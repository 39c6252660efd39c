use actionrpc::runtime::CallerIdentity;
use actionrpc::service::Service;
use actionrpc::things::{self, ADMINISTER, THING_TYPE};
use actionrpc::{PROTOCOL_VERSION, RuntimeConfig};
use serde_json::{Value, json};
use std::cell::RefCell;
use std::io::{self, Cursor, Write};
use std::rc::Rc;

fn run_session(service: &Service, requests: Vec<Value>) -> Vec<Value> {
    let input_data = requests
        .into_iter()
        .map(|req| serde_json::to_string(&req).unwrap())
        .collect::<Vec<_>>()
        .join("\n");

    let sink = Rc::new(RefCell::new(Vec::<u8>::new()));
    let writer = SharedWriter(sink.clone());
    let reader = Cursor::new(format!("{}\n", input_data));
    service.handle(reader, writer).unwrap();

    let output = sink.borrow();
    output
        .split(|b| *b == b'\n')
        .filter(|line| !line.is_empty())
        .map(|line| serde_json::from_slice::<Value>(line).unwrap())
        .collect()
}

#[test]
fn service_handles_basic_commands() {
    let (runtime, _store) = things::sample_runtime(RuntimeConfig::default()).unwrap();
    let service = Service::from_config(runtime);

    let requests = vec![
        json!({"id": 1, "op": "handshake", "params": {"client": "test", "protocol_version": "0.0.1"}}),
        json!({"id": 2, "op": "handshake", "params": {"client": "test", "protocol_version": PROTOCOL_VERSION}}),
        json!({"id": 3, "op": "resolve", "params": {"payload": {"action": "ping", "id": 1}}}),
        json!({"id": 4, "op": "resolve", "params": {"payload": "[{\"action\": \"ping\"}]"}}),
        json!({"id": 5, "op": "resolve", "params": {"payload": "{broken"}}),
        json!({"id": 6, "op": "actions", "params": {}}),
        json!({"id": 7, "op": "action", "params": {"id": "ping"}}),
        json!({"id": 8, "op": "action", "params": {"id": "thing.setBrightness"}}),
        json!({"id": 9, "op": "action", "params": {}}),
        json!({"id": 10, "op": "noop", "params": {}}),
    ];
    let lines = run_session(&service, requests);

    assert_eq!(lines.len(), 10);
    assert_eq!(lines[0]["error"]["code"], "protocol_error");
    assert_eq!(lines[1]["result"]["protocol_version"], json!(PROTOCOL_VERSION));
    assert_eq!(lines[1]["result"]["runtime"]["caller"], json!("anonymous"));

    assert_eq!(lines[2]["id"], json!(3));
    assert_eq!(lines[2]["result"]["status"], json!(200));
    assert_eq!(lines[2]["result"]["body"], json!([{"id": 1, "result": "pong"}]));

    assert_eq!(lines[3]["result"]["status"], json!(204));
    assert!(lines[3]["result"].get("body").is_none());

    assert_eq!(lines[4]["result"]["status"], json!(400));
    assert_eq!(lines[4]["result"]["body"]["id"], Value::Null);
    assert_eq!(lines[4]["result"]["body"]["error"]["code"], json!(-32700));

    let listed: Vec<_> = lines[5]["result"]["body"]
        .as_array()
        .unwrap()
        .iter()
        .filter_map(|definition| definition["id"].as_str())
        .collect();
    assert!(listed.contains(&"ping"));
    assert!(!listed.contains(&"thing.setBrightness"));

    assert_eq!(lines[6]["result"]["status"], json!(200));
    assert_eq!(lines[6]["result"]["body"]["id"], json!("ping"));
    assert_eq!(lines[7]["result"]["status"], json!(404));
    assert_eq!(lines[8]["error"]["code"], "invalid_params");
    assert_eq!(lines[9]["error"]["code"], "unsupported_command");
}

#[test]
fn malformed_command_lines_are_reported_and_skipped() {
    let (runtime, _store) = things::sample_runtime(RuntimeConfig::default()).unwrap();
    let service = Service::from_config(runtime);

    let sink = Rc::new(RefCell::new(Vec::<u8>::new()));
    let writer = SharedWriter(sink.clone());
    let reader = Cursor::new("not json\n\n{\"id\": 2, \"op\": \"actions\"}\n");
    service.handle(reader, writer).unwrap();

    let output = sink.borrow();
    let lines: Vec<Value> = output
        .split(|b| *b == b'\n')
        .filter(|line| !line.is_empty())
        .map(|line| serde_json::from_slice(line).unwrap())
        .collect();

    assert_eq!(lines.len(), 2);
    assert_eq!(lines[0]["id"], Value::Null);
    assert_eq!(lines[0]["error"]["code"], "parse_error");
    assert_eq!(lines[1]["result"]["status"], json!(200));
}

#[test]
fn service_acts_as_its_caller() {
    let (runtime, store) = things::sample_runtime(RuntimeConfig::default()).unwrap();
    let admin = CallerIdentity::new("admin").with_permission(ADMINISTER);
    let service = Service::new(runtime, admin);
    let uuid = store.list()[0].uuid;

    let lines = run_session(
        &service,
        vec![json!({"id": "dim", "op": "resolve", "params": {"payload": {
            "action": "thing.setBrightness",
            "id": 1,
            "params": {"thing": {"type": THING_TYPE, "uuid": uuid.to_string()}, "level": 20}
        }}})],
    );

    assert_eq!(lines[0]["id"], json!("dim"));
    let body = &lines[0]["result"]["body"];
    assert_eq!(body[0]["result"]["brightness"], json!(20));
    let tags = lines[0]["result"]["cacheability"]["tags"].as_array().unwrap();
    assert!(tags.contains(&json!(format!("thing:{uuid}"))));
    assert_eq!(store.get(&uuid).unwrap().brightness, 20);
}

struct SharedWriter(Rc<RefCell<Vec<u8>>>);

impl Write for SharedWriter {
    fn write(&mut self, buf: &[u8]) -> io::Result<usize> {
        self.0.borrow_mut().extend_from_slice(buf);
        Ok(buf.len())
    }

    fn flush(&mut self) -> io::Result<()> {
        Ok(())
    }
}
use actionrpc::runtime::factory::{FactoryContext, OutputValidator, ParameterFactory};
use actionrpc::runtime::object::BoundValue;
use actionrpc::runtime::{
    Action, ActionCatalog, CallerIdentity, ParameterDef, RegistrationError, Runtime,
    RuntimeConfig, RpcError,
};
use actionrpc::things::{THING_TYPE, ThingStore};
use serde_json::{Value, json};
use std::sync::Arc;

/// Parses "#rrggbb" into an RGB triple.
struct ColorFactory;

#[derive(Debug, PartialEq)]
struct Rgb(u8, u8, u8);

impl ParameterFactory for ColorFactory {
    fn name(&self) -> &str {
        "color"
    }

    fn input_schema(&self, _declared: Option<&Value>) -> Option<Value> {
        Some(json!({"type": "string", "pattern": "^#[0-9a-fA-F]{6}$"}))
    }

    fn convert(&self, input: Value, _context: &FactoryContext<'_>) -> Result<BoundValue, RpcError> {
        let text = input.as_str().unwrap_or_default();
        let channel = |range: std::ops::Range<usize>| {
            u8::from_str_radix(&text[range], 16)
                .map_err(|err| RpcError::invalid_params(format!("Bad color: {err}")))
        };
        let rgb = Rgb(channel(1..3)?, channel(3..5)?, channel(5..7)?);
        Ok(BoundValue::Custom(Arc::new(rgb)))
    }

    fn output_validator(&self) -> OutputValidator {
        OutputValidator::Custom(Arc::new(|output| match output {
            BoundValue::Custom(value) => value.downcast_ref::<Rgb>().is_some(),
            _ => false,
        }))
    }
}

fn runtime(store: Arc<ThingStore>) -> Runtime {
    let catalog = ActionCatalog::new();
    catalog.register_factory(Arc::new(ColorFactory)).unwrap();
    catalog
        .register(
            Action::builder("thing.describe")
                .parameter(ParameterDef::named("thing").with_factory("entity").required())
                .result_schema(json!({"type": "object"}))
                .handler_fn(|params, _| {
                    let entity = params.entity("thing").unwrap();
                    Ok(json!({"uuid": entity.uuid, "title": entity.attributes["title"]}))
                })
                .build()
                .unwrap(),
        )
        .unwrap();
    catalog
        .register(
            Action::builder("paint")
                .parameter(ParameterDef::named("color").with_factory("color").required())
                .result_schema(json!({"type": "array"}))
                .handler_fn(|params, _| {
                    let Rgb(r, g, b) = params.custom::<Rgb>("color").unwrap();
                    Ok(json!([r, g, b]))
                })
                .build()
                .unwrap(),
        )
        .unwrap();
    Runtime::new(RuntimeConfig::default(), catalog.snapshot(), store)
}

fn call(runtime: &Runtime, action: &str, params: Value) -> Value {
    let batch = runtime
        .submit_value(
            json!({"action": action, "id": 1, "params": params}),
            &CallerIdentity::anonymous(),
        )
        .unwrap();
    batch.responses[0].to_wire()
}

#[test]
fn entity_references_load_through_the_repository() {
    let store = Arc::new(ThingStore::new());
    let uuid = store.insert("Desk lamp");
    let runtime = runtime(store);

    let response = call(
        &runtime,
        "thing.describe",
        json!({"thing": {"type": THING_TYPE, "uuid": uuid.to_string()}}),
    );
    assert_eq!(response["result"]["title"], json!("Desk lamp"));
    assert_eq!(response["result"]["uuid"], json!(uuid.to_string()));
}

#[test]
fn unknown_entities_are_invalid_params() {
    let runtime = runtime(Arc::new(ThingStore::new()));

    let missing = call(
        &runtime,
        "thing.describe",
        json!({"thing": {"type": THING_TYPE, "uuid": uuid::Uuid::new_v4().to_string()}}),
    );
    assert_eq!(missing["error"]["code"], json!(-32602));
    assert_eq!(
        missing["error"]["message"],
        json!("The requested entity could not be found.")
    );

    let unsupported = call(
        &runtime,
        "thing.describe",
        json!({"thing": {"type": "user", "uuid": uuid::Uuid::new_v4().to_string()}}),
    );
    assert_eq!(unsupported["error"]["code"], json!(-32602));

    let malformed = call(
        &runtime,
        "thing.describe",
        json!({"thing": {"type": THING_TYPE, "uuid": "not-a-uuid"}}),
    );
    assert_eq!(malformed["error"]["code"], json!(-32602));

    let shapeless = call(&runtime, "thing.describe", json!({"thing": "lamp"}));
    assert_eq!(shapeless["error"]["code"], json!(-32602));
}

#[test]
fn custom_factories_produce_typed_values() {
    let runtime = runtime(Arc::new(ThingStore::new()));
    let response = call(&runtime, "paint", json!({"color": "#ff8000"}));
    assert_eq!(response["result"], json!([255, 128, 0]));

    let rejected = call(&runtime, "paint", json!({"color": "orange"}));
    assert_eq!(rejected["error"]["code"], json!(-32602));
    assert!(
        rejected["error"]["message"]
            .as_str()
            .unwrap()
            .starts_with("The color parameter does not conform to the parameter schema.")
    );
}

#[test]
fn custom_factory_names_must_be_unique() {
    let catalog = ActionCatalog::new();
    catalog.register_factory(Arc::new(ColorFactory)).unwrap();
    assert!(matches!(
        catalog.register_factory(Arc::new(ColorFactory)),
        Err(RegistrationError::DuplicateFactory(name)) if name == "color"
    ));
    assert!(catalog.factory_names().contains(&"color".to_string()));
}

#[test]
fn factory_instances_can_be_attached_directly() {
    let catalog = ActionCatalog::new();
    catalog
        .register(
            Action::builder("paint")
                .parameter(ParameterDef::named("color").with_factory_instance(Arc::new(ColorFactory)))
                .result_schema(json!({"type": "integer"}))
                .handler_fn(|params, _| {
                    Ok(json!(params.custom::<Rgb>("color").map_or(0, |rgb| rgb.0)))
                })
                .build()
                .unwrap(),
        )
        .unwrap();
    let runtime = Runtime::new(
        RuntimeConfig::default(),
        catalog.snapshot(),
        Arc::new(ThingStore::new()),
    );
    let response = call(&runtime, "paint", json!({"color": "#0a0000"}));
    assert_eq!(response["result"], json!(10));
}
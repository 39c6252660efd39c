//! Parameter binder
//!
//! Binds the raw `params` of one request against an action's declared
//! parameters, in declaration order. The first failing parameter aborts the
//! bind; absent optional parameters are left out of the bag.

use serde_json::Value;

use super::access::Caller;
use super::action::Action;
use super::error::RpcError;
use super::factory::FactoryContext;
use super::object::{ParamId, ParameterBag};
use super::repository::EntityRepository;

/// Binds raw parameters using explicitly supplied collaborators.
pub struct ParameterBinder<'a> {
    repository: &'a dyn EntityRepository,
    caller: &'a dyn Caller,
}

impl<'a> ParameterBinder<'a> {
    /// Binder resolving entities through `repository` on behalf of `caller`.
    pub fn new(repository: &'a dyn EntityRepository, caller: &'a dyn Caller) -> Self {
        Self { repository, caller }
    }

    /// Bind `raw` (the request's `params`, `None` when absent) for `action`.
    pub fn bind(&self, action: &Action, raw: Option<&Value>) -> Result<ParameterBag, RpcError> {
        let Some(parameters) = action.parameters() else {
            return match raw {
                Some(_) => Err(RpcError::invalid_params(format!(
                    "The {} action does not accept parameters.",
                    action.id()
                ))),
                None => Ok(ParameterBag::new(action.is_positional())),
            };
        };

        let factories = action.bound_factories();
        if factories.len() != parameters.len() {
            return Err(RpcError::internal_error(format!(
                "Action '{}' was not registered through a catalog.",
                action.id()
            )));
        }

        match (raw, action.is_positional()) {
            (None | Some(Value::Array(_)), true) | (None | Some(Value::Object(_)), false) => {}
            (Some(_), true) => {
                return Err(RpcError::invalid_params(format!(
                    "The {} action takes positional parameters; params must be an array.",
                    action.id()
                )));
            }
            (Some(_), false) => {
                return Err(RpcError::invalid_params(format!(
                    "The {} action takes named parameters; params must be an object.",
                    action.id()
                )));
            }
        }

        let mut bag = ParameterBag::new(action.is_positional());
        for (def, factory) in parameters.iter().zip(factories) {
            let supplied = raw
                .and_then(|raw| lookup(raw, def.id()))
                .filter(|value| !value.is_null());

            match supplied {
                Some(value) => {
                    let context = FactoryContext {
                        param: def,
                        repository: self.repository,
                        caller: self.caller,
                    };
                    let bound = factory.transform(value, &context)?;
                    bag.insert(def.id().clone(), bound);
                }
                None if def.is_required() => {
                    return Err(RpcError::invalid_params(format!(
                        "Missing required parameter: {}",
                        def.id()
                    ))
                    .with_data(Value::String(def.id().to_string())));
                }
                None => {}
            }
        }
        Ok(bag)
    }
}

fn lookup<'v>(raw: &'v Value, id: &ParamId) -> Option<&'v Value> {
    match (raw, id) {
        (Value::Object(object), ParamId::Name(name)) => object.get(name),
        (Value::Array(items), ParamId::Index(index)) => items.get(*index),
        _ => None,
    }
}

--------------------------------

- [Prompt]: From the records above, print only the lines between the one holding "fn convert(&self, input: Value, _context: &FactoryContext<'_>)" and the one holding "OutputValidator::Custom(Arc::new(|output| match output", inclusive, exactly as they stand.

- [Answer space]:
    fn convert(&self, input: Value, _context: &FactoryContext<'_>) -> Result<BoundValue, RpcError> {
        let text = input.as_str().unwrap_or_default();
        let channel = |range: std::ops::Range<usize>| {
            u8::from_str_radix(&text[range], 16)
                .map_err(|err| RpcError::invalid_params(format!("Bad color: {err}")))
        };
        let rgb = Rgb(channel(1..3)?, channel(3..5)?, channel(5..7)?);
        Ok(BoundValue::Custom(Arc::new(rgb)))
    }

    fn output_validator(&self) -> OutputValidator {
        OutputValidator::Custom(Arc::new(|output| match output {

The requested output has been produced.